About this task.
Reproduce word for word the lines between those holding "repository 0e926cd7c52af794" and "configuration at startup.", inclusive, and nothing else from the data below.

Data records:

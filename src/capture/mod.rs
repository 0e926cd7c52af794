//! Error capture
//!
//! Turns intercepted errors into one-line records appended to a log file
//! chosen by the configured routing mode.

mod event;
mod handler;
mod record;
mod target;
mod writer;

pub use event::{ErrorEvent, SeverityCode};
pub use handler::{ErrorCaptureHandler, ErrorSink, HandlerState};
pub use record::{format_record, RecordKind, TIMESTAMP_FORMAT};
pub use target::{is_per_source_log_name, per_source_log_path, TargetResolver, PER_SOURCE_SUFFIX};
pub use writer::{append_best_effort, append_record};
use super::config::ScoringConfig;
use super::weights::ScoringModel;

/// Validate scoring configuration at startup.
/// Returns all validation errors at once (not just the first).
pub fn validate_scoring(config: &ScoringConfig) -> Result<(), Vec<String>> {
    let mut errors = Vec::new();

    if let Some(pick) = config.undrafted_pick {
        if !pick.is_finite() {
            errors.push("scoring.undrafted_pick: must be a finite number".to_string());
        }
    }

    if let Some(score) = config.undrafted_score {
        if !(0.0..=100.0).contains(&score) {
            errors.push(format!(
                "scoring.undrafted_score: must be between 0 and 100, got {}",
                score
            ));
        }
    }

    if let Some(ref weights) = config.weights {
        for (position, table) in weights {
            for (attribute, weight) in table.iter() {
                if !weight.is_finite() {
                    errors.push(format!(
                        "scoring.weights.{}.{}: must be a finite number",
                        position, attribute
                    ));
                } else if weight < 0.0 {
                    errors.push(format!(
                        "scoring.weights.{}.{}: must be non-negative, got {}",
                        position, attribute, weight
                    ));
                }
            }
        }
    }

    // The fallback table must exist once overrides are merged in
    let model = ScoringModel::from_config(config);
    let fallback = model.fallback_position();
    if !model.table(fallback).is_some_and(|t| !t.is_empty()) {
        errors.push(format!(
            "scoring.fallback_position: {} has no weights to fall back on",
            fallback
        ));
    }

    if errors.is_empty() {
        Ok(())
    } else {
        Err(errors)
    }
}
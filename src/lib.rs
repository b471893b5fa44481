pub mod config;
pub mod logging;
pub mod output;
pub mod pipeline;
pub mod player;
pub mod position;
pub mod scoring;
pub mod selection;
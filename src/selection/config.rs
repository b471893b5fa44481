use crate::position::Position;
use serde::{Deserialize, Serialize};
use std::collections::BTreeMap;

pub const DEFAULT_TAKE_ALL_RATIO: f64 = 0.5;

/// Target number of candidates per position.
pub fn default_quotas() -> BTreeMap<Position, usize> {
    BTreeMap::from([
        (Position::QB, 200),
        (Position::RB, 450),
        (Position::WR, 600),
        (Position::TE, 250),
        (Position::OL, 800),
        (Position::DL, 600),
        (Position::LB, 450),
        (Position::DB, 700),
        (Position::K, 120),
        (Position::P, 60),
    ])
}

/// Multipliers and caps for the candidate quality score.
#[derive(Debug, Clone, Deserialize, Serialize, PartialEq)]
#[serde(default, deny_unknown_fields)]
pub struct QualityWeights {
    pub hall_of_fame: f64,
    pub all_pro: f64,
    pub pro_bowl: f64,
    pub season: f64,
    pub games_divisor: f64,
    pub games_cap: f64,

    pub passing_yards_divisor: f64,
    pub passing_yards_cap: f64,
    pub passer_td: f64,

    pub rushing_yards_divisor: f64,
    pub rushing_yards_cap: f64,
    pub rusher_td: f64,

    pub receiving_yards_divisor: f64,
    pub receiving_yards_cap: f64,
    pub receiver_td: f64,

    pub tackles_divisor: f64,
    pub tackles_cap: f64,
    pub sack: f64,
    pub interception: f64,

    /// Extra per-season credit for kickers and punters
    pub specialist_season: f64,
    pub playoff_bonus: f64,
}

impl Default for QualityWeights {
    fn default() -> Self {
        Self {
            hall_of_fame: 100.0,
            all_pro: 10.0,
            pro_bowl: 3.0,
            season: 1.0,
            games_divisor: 10.0,
            games_cap: 20.0,
            passing_yards_divisor: 1000.0,
            passing_yards_cap: 50.0,
            passer_td: 0.5,
            rushing_yards_divisor: 500.0,
            rushing_yards_cap: 40.0,
            rusher_td: 0.8,
            receiving_yards_divisor: 500.0,
            receiving_yards_cap: 40.0,
            receiver_td: 0.8,
            tackles_divisor: 50.0,
            tackles_cap: 30.0,
            sack: 2.0,
            interception: 3.0,
            specialist_season: 2.0,
            playoff_bonus: 0.5,
        }
    }
}

impl QualityWeights {
    fn divisors(&self) -> [(&'static str, f64); 5] {
        [
            ("games_divisor", self.games_divisor),
            ("passing_yards_divisor", self.passing_yards_divisor),
            ("rushing_yards_divisor", self.rushing_yards_divisor),
            ("receiving_yards_divisor", self.receiving_yards_divisor),
            ("tackles_divisor", self.tackles_divisor),
        ]
    }
}

/// Candidate selection configuration.
///
/// Example YAML:
/// ```yaml
/// selection:
///   take_all_ratio: 0.5
///   quotas:
///     QB: 250
///     P: 40
///   quality:
///     hall_of_fame: 150
/// ```
#[derive(Debug, Clone, Deserialize, Serialize, PartialEq)]
#[serde(deny_unknown_fields)]
pub struct SelectionConfig {
    /// Per-position quota overrides, merged over the built-in quotas
    #[serde(default)]
    pub quotas: Option<BTreeMap<Position, usize>>,

    /// Positions at or below `quota * take_all_ratio` players keep everyone
    #[serde(default)]
    pub take_all_ratio: Option<f64>,

    #[serde(default)]
    pub quality: Option<QualityWeights>,
}

impl Default for SelectionConfig {
    fn default() -> Self {
        Self {
            quotas: Some(default_quotas()),
            take_all_ratio: Some(DEFAULT_TAKE_ALL_RATIO),
            quality: Some(QualityWeights::default()),
        }
    }
}

/// Resolved selection settings with every default filled in.
#[derive(Debug, Clone, PartialEq)]
pub struct SelectionRules {
    pub quotas: BTreeMap<Position, usize>,
    pub take_all_ratio: f64,
    pub quality: QualityWeights,
}

impl Default for SelectionRules {
    fn default() -> Self {
        Self::from_config(&SelectionConfig::default())
    }
}

impl SelectionRules {
    pub fn from_config(config: &SelectionConfig) -> Self {
        let mut quotas = default_quotas();
        if let Some(ref overrides) = config.quotas {
            quotas.extend(overrides.iter().map(|(p, q)| (*p, *q)));
        }
        Self {
            quotas,
            take_all_ratio: config.take_all_ratio.unwrap_or(DEFAULT_TAKE_ALL_RATIO),
            quality: config.quality.clone().unwrap_or_default(),
        }
    }
}

/// Validate selection configuration, collecting every error.
pub fn validate_selection(config: &SelectionConfig) -> Result<(), Vec<String>> {
    let mut errors = Vec::new();

    if let Some(ratio) = config.take_all_ratio {
        if !(0.0..=1.0).contains(&ratio) {
            errors.push(format!(
                "selection.take_all_ratio: must be between 0 and 1, got {}",
                ratio
            ));
        }
    }

    if let Some(ref quality) = config.quality {
        for (name, divisor) in quality.divisors() {
            if !(divisor.is_finite() && divisor > 0.0) {
                errors.push(format!(
                    "selection.quality.{}: must be a positive number, got {}",
                    name, divisor
                ));
            }
        }
    }

    if errors.is_empty() {
        Ok(())
    } else {
        Err(errors)
    }
}
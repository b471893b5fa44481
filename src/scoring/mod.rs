pub mod attributes;
pub mod config;
pub mod engine;
pub mod percentile;
pub mod validation;
pub mod weights;

pub use attributes::{Attribute, AttributeKind};
pub use config::*;
pub use engine::{
    calculate_attribute_scores, calculate_legend_score, score_player, AttributeScores,
    Contribution, LegendScore, ScoreError,
};
pub use percentile::{
    flag_score, group_percentile_score, percentile_score, PeerDistributions, NEUTRAL_SCORE,
};
pub use validation::validate_scoring;
pub use weights::{default_weight_tables, ScoringModel, WeightLookup, WeightTable};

Task result.
repository 0e926cd7c52af794
//! Error capture
//!
//! Turns intercepted errors into one-line records appended to a log file
//! chosen by the configured routing mode.

mod event;
mod handler;
mod record;
mod target;
mod writer;

pub use event::{ErrorEvent, SeverityCode};
pub use handler::{ErrorCaptureHandler, ErrorSink, HandlerState};
pub use record::{format_record, RecordKind, TIMESTAMP_FORMAT};
pub use target::{is_per_source_log_name, per_source_log_path, TargetResolver, PER_SOURCE_SUFFIX};
pub use writer::{append_best_effort, append_record};
use super::config::ScoringConfig;
use super::weights::ScoringModel;

/// Validate scoring configuration at startup.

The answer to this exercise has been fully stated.